-- Data to use follows --

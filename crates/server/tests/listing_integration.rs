//! Community listing driven by URL query parameters.

mod common;

use axum::http::StatusCode;
use common::{fixtures, TestFixture};

async fn fixture_with(n: usize) -> TestFixture {
    let fixture = TestFixture::new().await;
    fixture.api.set_communities(fixtures::communities(n)).await;
    fixture
}

fn ids(body: &serde_json::Value) -> Vec<String> {
    body["communities"]
        .as_array()
        .unwrap()
        .iter()
        .map(|c| c["id"].as_str().unwrap().to_string())
        .collect()
}

#[tokio::test]
async fn test_first_page_defaults() {
    let fixture = fixture_with(45).await;

    let response = fixture.get("/api/v1/communities").await;

    assert_status!(response, StatusCode::OK);
    assert_eq!(ids(&response.body).len(), 21);
    assert_eq!(response.body["page"], 1);
    assert_eq!(response.body["page_count"], 3);
    assert_eq!(response.body["total"], 45);
    assert_eq!(response.body["query"], "page=1");
    assert_eq!(response.body["next"], "/api/v1/communities?page=2");
    assert!(response.body["prev"].is_null());
}

#[tokio::test]
async fn test_last_partial_page() {
    let fixture = fixture_with(45).await;

    let response = fixture.get("/api/v1/communities?page=3").await;

    assert_status!(response, StatusCode::OK);
    assert_eq!(ids(&response.body), vec!["c42", "c43", "c44"]);
    assert!(response.body["next"].is_null());
    assert_eq!(response.body["prev"], "/api/v1/communities?page=2");
}

#[tokio::test]
async fn test_malformed_page_falls_back_to_first() {
    let fixture = fixture_with(45).await;

    let response = fixture.get("/api/v1/communities?page=abc").await;

    assert_status!(response, StatusCode::OK);
    assert_eq!(response.body["page"], 1);
    assert_eq!(ids(&response.body)[0], "c0");
}

#[tokio::test]
async fn test_page_past_end_is_empty() {
    let fixture = fixture_with(45).await;

    let response = fixture.get("/api/v1/communities?page=9").await;

    assert_status!(response, StatusCode::OK);
    assert!(ids(&response.body).is_empty());
    assert_eq!(response.body["page_count"], 3);
}

#[tokio::test]
async fn test_category_filter_in_query() {
    let fixture = fixture_with(45).await;

    let response = fixture.get("/api/v1/communities?category=Tech").await;

    assert_status!(response, StatusCode::OK);
    // Every fourth fixture community is Tech.
    assert_eq!(response.body["total"], 12);
    assert_eq!(response.body["page_count"], 1);
    assert_eq!(response.body["category"], "Tech");
    assert_eq!(response.body["query"], "page=1&category=Tech");
    assert!(ids(&response.body).iter().all(|id| {
        let n: usize = id[1..].parse().unwrap();
        n % 4 == 0
    }));
}

#[tokio::test]
async fn test_unknown_category_is_empty() {
    let fixture = fixture_with(10).await;

    let response = fixture.get("/api/v1/communities?category=Retired").await;

    assert_status!(response, StatusCode::OK);
    assert!(ids(&response.body).is_empty());
    assert_eq!(response.body["page_count"], 0);
}

#[tokio::test]
async fn test_category_match_is_exact() {
    let fixture = fixture_with(10).await;

    let response = fixture.get("/api/v1/communities?category=%20Tech").await;

    assert_status!(response, StatusCode::OK);
    assert!(ids(&response.body).is_empty());
    assert_eq!(response.body["category"], " Tech");
}

#[tokio::test]
async fn test_search_ranks_exact_match_first() {
    let fixture = fixture_with(45).await;

    let response = fixture.get("/api/v1/communities?q=Community%207").await;

    assert_status!(response, StatusCode::OK);
    assert_eq!(ids(&response.body)[0], "c7");
}

#[tokio::test]
async fn test_search_links_keep_query() {
    let fixture = fixture_with(45).await;

    let response = fixture.get("/api/v1/communities?q=community").await;

    assert_status!(response, StatusCode::OK);
    assert_eq!(response.body["total"], 45);
    assert_eq!(
        response.body["next"],
        "/api/v1/communities?page=2&q=community"
    );
}

#[tokio::test]
async fn test_single_character_query_is_ignored() {
    let fixture = fixture_with(30).await;

    let response = fixture.get("/api/v1/communities?q=z").await;

    assert_status!(response, StatusCode::OK);
    assert_eq!(response.body["total"], 30);
}

#[tokio::test]
async fn test_empty_platform() {
    let fixture = fixture_with(0).await;

    let response = fixture.get("/api/v1/communities?q=chess").await;

    assert_status!(response, StatusCode::OK);
    assert!(ids(&response.body).is_empty());
}

#[tokio::test]
async fn test_listing_is_cached() {
    let fixture = fixture_with(5).await;

    fixture.get("/api/v1/communities").await;
    fixture.get("/api/v1/communities?page=2").await;
    fixture.get("/api/v1/communities?category=Art").await;

    assert_eq!(fixture.api.call_count("list_communities").await, 1);
}

#[tokio::test]
async fn test_community_detail() {
    let fixture = fixture_with(3).await;

    let found = fixture.get("/api/v1/communities/c1").await;
    assert_status!(found, StatusCode::OK);
    assert_eq!(found.body["name"], "Community 1");

    let missing = fixture.get("/api/v1/communities/nope").await;
    assert_status!(missing, StatusCode::NOT_FOUND);
    assert_eq!(missing.body["state"], "not_found");
}

#[tokio::test]
async fn test_remote_outage_is_bad_gateway() {
    let fixture = fixture_with(3).await;
    fixture
        .api
        .fail_next(agora_core::ApiError::Network("timeout".to_string()))
        .await;

    let response = fixture.get("/api/v1/communities").await;

    assert_status!(response, StatusCode::BAD_GATEWAY);
    assert!(response.body["error"].is_string());

    // Failures are not cached; the next request retries.
    let retry = fixture.get("/api/v1/communities").await;
    assert_status!(retry, StatusCode::OK);
}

-- Data to use concluded --

• [Task requirements] State the number of lines in the records above that contain the string "retry", and give nothing else.

• [Written solution] 2